MISC: vector with the numeric value stored in each node's 'misc' register (length equals size of the layer).
OUTPUT: vector with the current output of the layer (length equals size of the layer).

In particular, for layers the R functions should have the following characteristics:

Encode function: the R function to be called when the layer is encoding data may use any of the parameters listed above and must return a list containing named items with the new (adjusted) values for BIAS, MISC and / or OUTPUT. If no changes are made by the R function, it may return an empty list.
Recall function: the R function to be called when the layer is recalling (mapping) data may use any of the parameters listed above and must return a vector containing the layer's new OUTPUT.

Note: The two variations of input (INPUT and INPUT_Q) are provided for flexibility in various implementations. Some connection set implementations may only send a single (final) input value to each node. These values are found in INPUT. Other connection set types may send the individual values from each individual connection, so that they can be processed by the node's input_function; these values will be found in INPUT_Q. Furthermore, there may be designs where a combination of the two is used (not recommended), or several different connection sets are connected and sending data to the same destination layer, etc. Also note that direct access to INPUT may be removed is future versions.

2. Set of connections

Connection sets whose encode/recall behavior is to be defined using R can be added to the NN via the add_connection_set or fully_connect_layers_at NN methods. The call to add_connection_set should have a single parameter, a list containing named elements:

name: always equal to "R-connections".
encode_FUN: the name of the R function to be called when the connection set is encoding data (or "" if none).
recall_FUN: the name of the R function to be called when the connection set is recalling data (or "" if none).
requires_misc: (optional) logical, if TRUE each connection will be provided with an extra 'misc' data register.

For example:

p$add_connection_set(list(name="R-connections",encode_FUN="ef",recall_FUN="rf"))

adds a set of connections to the NN topology (here the NN is named p). The new connection set will use some R function (here named ef) when encoding data and another R function (here named rf) when recalling (mapping) data.
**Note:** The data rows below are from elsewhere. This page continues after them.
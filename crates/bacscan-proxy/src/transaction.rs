//! Point-to-point ReadProperty / WriteProperty exchanges.

use crate::endpoint::Endpoint;
use crate::{Proxy, ProxyError, RemoteRejection};
use bacscan_core::apdu::{AbortPdu, ApduType, ComplexAckHeader, ErrorPdu, RejectPdu, SimpleAck};
use bacscan_core::encoding::{reader::Reader, writer::Writer};
use bacscan_core::npdu::Npdu;
use bacscan_core::services::{
    ReadPropertyAck, ReadPropertyRequest, WritePropertyRequest, SERVICE_READ_PROPERTY,
    SERVICE_WRITE_PROPERTY,
};
use bacscan_core::types::{
    AbortReason, DataValue, ErrorClass, ErrorCode, ObjectId, ObjectType, PropertyId, RejectReason,
};
use bacscan_core::EncodeError;
use bacscan_datalink::{DataLink, DataLinkAddress};
use std::fmt;
use std::net::SocketAddr;
use tokio::time::timeout;

/// One property of one object on one device, optionally a single array
/// element.
#[derive(Debug, Clone, Copy, PartialEq, Eq, Hash)]
pub struct PropertyReference {
    pub address: SocketAddr,
    pub object_id: ObjectId,
    pub property_id: PropertyId,
    pub array_index: Option<u32>,
}

impl PropertyReference {
    pub fn new(address: SocketAddr, object_id: ObjectId, property_id: PropertyId) -> Self {
        Self {
            address,
            object_id,
            property_id,
            array_index: None,
        }
    }

    pub fn with_array_index(mut self, index: u32) -> Self {
        self.array_index = Some(index);
        self
    }
}

impl fmt::Display for PropertyReference {
    fn fmt(&self, f: &mut fmt::Formatter<'_>) -> fmt::Result {
        write!(f, "{} {} {}", self.address, self.object_id, self.property_id)?;
        if let Some(index) = self.array_index {
            write!(f, "[{index}]")?;
        }
        Ok(())
    }
}

/// Command priority for a write, 1 (highest) to 16.
#[derive(Debug, Clone, Copy, PartialEq, Eq, PartialOrd, Ord, Hash)]
pub struct Priority(u8);

impl Priority {
    pub const HIGHEST: Self = Self(1);
    pub const LOWEST: Self = Self(16);

    pub fn new(level: u8) -> Result<Self, ProxyError> {
        if (1..=16).contains(&level) {
            Ok(Self(level))
        } else {
            Err(ProxyError::InvalidPriority(level))
        }
    }

    pub const fn get(self) -> u8 {
        self.0
    }
}

impl TryFrom<u8> for Priority {
    type Error = ProxyError;

    fn try_from(level: u8) -> Result<Self, Self::Error> {
        Self::new(level)
    }
}

/// Result of reading every object on a device.
#[derive(Debug, Clone, PartialEq)]
pub struct DeviceReadout {
    pub address: SocketAddr,
    pub device_id: ObjectId,
    /// Objects in object-list order.
    pub objects: Vec<ObjectId>,
    /// One entry per property read, in read order. A failed read carries
    /// the rendered error.
    pub properties: Vec<PropertyRead>,
}

#[derive(Debug, Clone, PartialEq)]
pub struct PropertyRead {
    pub object_id: ObjectId,
    pub property_id: PropertyId,
    pub outcome: Result<DataValue, String>,
}

impl PropertyRead {
    /// Key used in rendered readouts: `analog-input:1/present-value`.
    pub fn key(&self) -> String {
        format!("{}/{}", self.object_id, self.property_id)
    }
}

impl DeviceReadout {
    pub fn value(&self, object_id: ObjectId, property_id: PropertyId) -> Option<&DataValue> {
        self.properties
            .iter()
            .find(|read| read.object_id == object_id && read.property_id == property_id)
            .and_then(|read| read.outcome.as_ref().ok())
    }

    pub fn failures(&self) -> impl Iterator<Item = &PropertyRead> {
        self.properties.iter().filter(|read| read.outcome.is_err())
    }
}

/// Properties read for each object by [`Proxy::read_device_all`].
pub fn properties_of_interest(object_type: ObjectType) -> Vec<PropertyId> {
    use PropertyId as P;

    if object_type == ObjectType::Device {
        return vec![
            P::ObjectName,
            P::VendorName,
            P::VendorIdentifier,
            P::ModelName,
            P::FirmwareRevision,
            P::ApplicationSoftwareVersion,
            P::Description,
            P::Location,
            P::SystemStatus,
            P::ProtocolVersion,
            P::ProtocolRevision,
            P::MaxApduLengthAccepted,
            P::SegmentationSupported,
            P::DatabaseRevision,
        ];
    }

    let mut properties = vec![P::ObjectName, P::Description, P::PresentValue, P::StatusFlags];
    match object_type {
        ObjectType::AnalogInput | ObjectType::AnalogOutput | ObjectType::AnalogValue => {
            properties.push(P::Units)
        }
        ObjectType::BinaryInput | ObjectType::BinaryOutput | ObjectType::BinaryValue => {
            properties.extend([P::ActiveText, P::InactiveText])
        }
        ObjectType::MultiStateInput
        | ObjectType::MultiStateOutput
        | ObjectType::MultiStateValue => properties.extend([P::NumberOfStates, P::StateText]),
        _ => {}
    }
    if object_type.is_commandable() {
        properties.extend([P::PriorityArray, P::RelinquishDefault]);
    }
    properties.push(P::OutOfService);
    properties
}

impl<D: DataLink> Proxy<D> {
    /// Reads one property. Timeouts are retried up to
    /// [`ProxyConfig::read_retries`](crate::ProxyConfig::read_retries) times.
    pub async fn read_property(&self, reference: &PropertyReference) -> Result<DataValue, ProxyError> {
        self.live().await?.read_value(reference).await
    }

    /// Writes one property, at `priority` when given.
    ///
    /// The write is sent once and never retried. A [`ProxyError::Timeout`]
    /// does not mean the device ignored it: the acknowledgement may have been
    /// lost after the value was applied. Re-read the property when the
    /// outcome matters.
    pub async fn write_property(
        &self,
        reference: &PropertyReference,
        value: DataValue,
        priority: Option<u8>,
    ) -> Result<(), ProxyError> {
        let priority = priority.map(Priority::new).transpose()?;
        self.live().await?.write_value(reference, value, priority).await
    }

    /// Reads the device's object list and then [`properties_of_interest`]
    /// for every object. Individual property failures are recorded in the
    /// readout; only failing to obtain the object list, or the proxy going
    /// away, fails the call.
    pub async fn read_device_all(
        &self,
        address: SocketAddr,
        device_id: ObjectId,
    ) -> Result<DeviceReadout, ProxyError> {
        let endpoint = self.live().await?;
        let mut objects = endpoint.read_object_list(address, device_id).await?;
        if !objects.contains(&device_id) {
            objects.insert(0, device_id);
        }

        let mut properties = Vec::new();
        for &object_id in &objects {
            for property_id in properties_of_interest(object_id.object_type()) {
                let reference = PropertyReference::new(address, object_id, property_id);
                let outcome = match endpoint.read_value(&reference).await {
                    Ok(value) => Ok(value),
                    Err(err @ (ProxyError::Stopped | ProxyError::NotRunning)) => return Err(err),
                    Err(err) => {
                        log::debug!("{reference}: {err}");
                        Err(err.to_string())
                    }
                };
                properties.push(PropertyRead {
                    object_id,
                    property_id,
                    outcome,
                });
            }
        }

        Ok(DeviceReadout {
            address,
            device_id,
            objects,
            properties,
        })
    }
}

impl<D: DataLink> Endpoint<D> {
    pub(crate) async fn read_value(&self, reference: &PropertyReference) -> Result<DataValue, ProxyError> {
        let mut attempt = 0;
        loop {
            match self.read_once(reference).await {
                Err(ProxyError::Timeout) if attempt < self.config().read_retries => {
                    attempt += 1;
                    log::debug!("{reference}: timed out, retry {attempt}");
                }
                result => return result,
            }
        }
    }

    async fn read_once(&self, reference: &PropertyReference) -> Result<DataValue, ProxyError> {
        let payload = self
            .confirmed_exchange(reference.address, SERVICE_READ_PROPERTY, |w, invoke_id| {
                ReadPropertyRequest {
                    object_id: reference.object_id,
                    property_id: reference.property_id,
                    array_index: reference.array_index,
                    invoke_id,
                }
                .encode(w)
            })
            .await?;
        let ack = ReadPropertyAck::decode_after_header(&mut Reader::new(&payload))?;
        if ack.object_id != reference.object_id || ack.property_id != reference.property_id {
            log::debug!(
                "{reference}: ack names {} {} instead",
                ack.object_id,
                ack.property_id
            );
        }
        Ok(ack.value)
    }

    pub(crate) async fn write_value(
        &self,
        reference: &PropertyReference,
        value: DataValue,
        priority: Option<Priority>,
    ) -> Result<(), ProxyError> {
        let mut request = WritePropertyRequest {
            object_id: reference.object_id,
            property_id: reference.property_id,
            array_index: reference.array_index,
            value,
            priority: priority.map(Priority::get),
            invoke_id: 0,
        };
        self.confirmed_exchange(reference.address, SERVICE_WRITE_PROPERTY, move |w, invoke_id| {
            request.invoke_id = invoke_id;
            request.encode(w)
        })
        .await?;
        Ok(())
    }

    /// Reads an object list whole, or element by element when the device
    /// refuses the whole-list read.
    async fn read_object_list(
        &self,
        address: SocketAddr,
        device_id: ObjectId,
    ) -> Result<Vec<ObjectId>, ProxyError> {
        let whole = PropertyReference::new(address, device_id, PropertyId::ObjectList);
        match self.read_value(&whole).await {
            Ok(value) => object_ids(&value),
            Err(ProxyError::RemoteRejected(rejection)) if rejection.suggests_element_reads() => {
                log::debug!("{whole}: {rejection}, reading element by element");
                self.read_object_list_by_index(whole).await
            }
            Err(ProxyError::UnsupportedResponse) => {
                log::debug!("{whole}: segmented reply, reading element by element");
                self.read_object_list_by_index(whole).await
            }
            Err(err) => Err(err),
        }
    }

    async fn read_object_list_by_index(
        &self,
        whole: PropertyReference,
    ) -> Result<Vec<ObjectId>, ProxyError> {
        let limit = self.config().max_object_list_len;
        let count = match self.read_value(&whole.with_array_index(0)).await? {
            DataValue::Unsigned(count) if count <= limit => count,
            DataValue::Unsigned(count) => {
                log::warn!("{whole}: device reports {count} objects, limit is {limit}");
                return Err(ProxyError::UnsupportedResponse);
            }
            _ => return Err(ProxyError::UnsupportedResponse),
        };
        let mut objects = Vec::with_capacity(count as usize);
        for index in 1..=count {
            let element = self.read_value(&whole.with_array_index(index)).await?;
            objects.push(element.as_object_id().ok_or(ProxyError::UnsupportedResponse)?);
        }
        Ok(objects)
    }

    /// Sends one confirmed request and waits for its reply. Returns the
    /// service payload of a ComplexAck, empty for a SimpleAck.
    async fn confirmed_exchange<F>(
        &self,
        address: SocketAddr,
        service_choice: u8,
        encode: F,
    ) -> Result<Vec<u8>, ProxyError>
    where
        F: FnOnce(&mut Writer, u8) -> Result<(), EncodeError>,
    {
        let peer = DataLinkAddress::Ip(address);
        let (exchange, reply) = self.waiters.register_exchange(peer)?;
        let invoke_id = exchange.invoke_id();

        let mut w = Writer::new();
        Npdu::expecting_reply().encode(&mut w)?;
        encode(&mut w, invoke_id)?;
        self.send(peer, w.as_written()).await?;
        log::debug!("sent service {service_choice} to {peer} with invoke id {invoke_id}");

        let apdu = match timeout(self.config().response_timeout, reply).await {
            Ok(Ok(apdu)) => apdu,
            Ok(Err(_)) => return Err(ProxyError::Stopped),
            Err(_) => return Err(ProxyError::Timeout),
        };
        drop(exchange);
        reply_payload(&apdu, service_choice).map(<[u8]>::to_vec)
    }
}

fn reply_payload(apdu: &[u8], service_choice: u8) -> Result<&[u8], ProxyError> {
    let mut r = Reader::new(apdu);
    match ApduType::of(apdu) {
        Some(ApduType::ComplexAck) => {
            let header = ComplexAckHeader::decode(&mut r)?;
            if header.segment.is_some() || header.service_choice != service_choice {
                return Err(ProxyError::UnsupportedResponse);
            }
            Ok(r.rest())
        }
        Some(ApduType::SimpleAck) => {
            let ack = SimpleAck::decode(&mut r)?;
            if ack.service_choice != service_choice {
                return Err(ProxyError::UnsupportedResponse);
            }
            Ok(&[])
        }
        Some(ApduType::Error) => Err(remote_service_error(ErrorPdu::decode(&mut r)?).into()),
        Some(ApduType::Reject) => {
            let reject = RejectPdu::decode(&mut r)?;
            Err(RemoteRejection::Reject {
                reason: RejectReason::from_u8(reject.reason),
            }
            .into())
        }
        Some(ApduType::Abort) => {
            let abort = AbortPdu::decode(&mut r)?;
            Err(RemoteRejection::Abort {
                reason: AbortReason::from_u8(abort.reason),
                server: abort.server,
            }
            .into())
        }
        _ => Err(ProxyError::UnsupportedResponse),
    }
}

fn remote_service_error(err: ErrorPdu) -> RemoteRejection {
    RemoteRejection::Error {
        service_choice: err.service_choice,
        class: err.error_class.map(ErrorClass::from_u32),
        code: err.error_code.map(ErrorCode::from_u32),
    }
}

fn object_ids(value: &DataValue) -> Result<Vec<ObjectId>, ProxyError> {
    value
        .elements()
        .iter()
        .map(DataValue::as_object_id)
        .collect::<Option<Vec<_>>>()
        .ok_or(ProxyError::UnsupportedResponse)
}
Note that for sets of connections defined using R (as described here), each set maintains the connection weights and (if required) misc values in matrices. During encode or recall (map) operations, the connection weights matrix, misc values matrix (if any) and other data from the connected layers are sent for processing to the two R functions. No nnlib2 C++ classes (connection_set and connection) are employed in this process, and all processing is done in R. The R functions specified as encode_FUN and recall_FUN for connection sets will have to be defined so that they accept (zero or more) of the following parameters:

WEIGHTS: numeric matrix (s rows, d columns). This matrix contains the current connection weights..
SOURCE_INPUT: numeric vector (length s) containing the current input values of the nodes in the source layer (note: nodes often reset this values after they have processed them).
SOURCE_OUTPUT: numeric vector (length s) containing the current output values of the nodes in the source layer.
SOURCE_MISC: numeric vector (length s) with the numeric value stored in 'misc' registers of each node in the source layer.
DESTINATION_INPUT: numeric vector (length d) containing the current input values of the nodes in the destination layer (note: nodes often reset this values after they have processed them).
DESTINATION_OUTPUT: numeric vector (length d) containing the current output values of the nodes in the destination layer.
DESTINATION_MISC: numeric vector (length d) with the numeric value stored in 'misc' registers of each node in the destination layer.
MISC: numeric matrix (s rows, d columns). If not used, this is a matrix of 0 rows and 0 columns, otherwise it contains the values of the 'misc' register in each connection.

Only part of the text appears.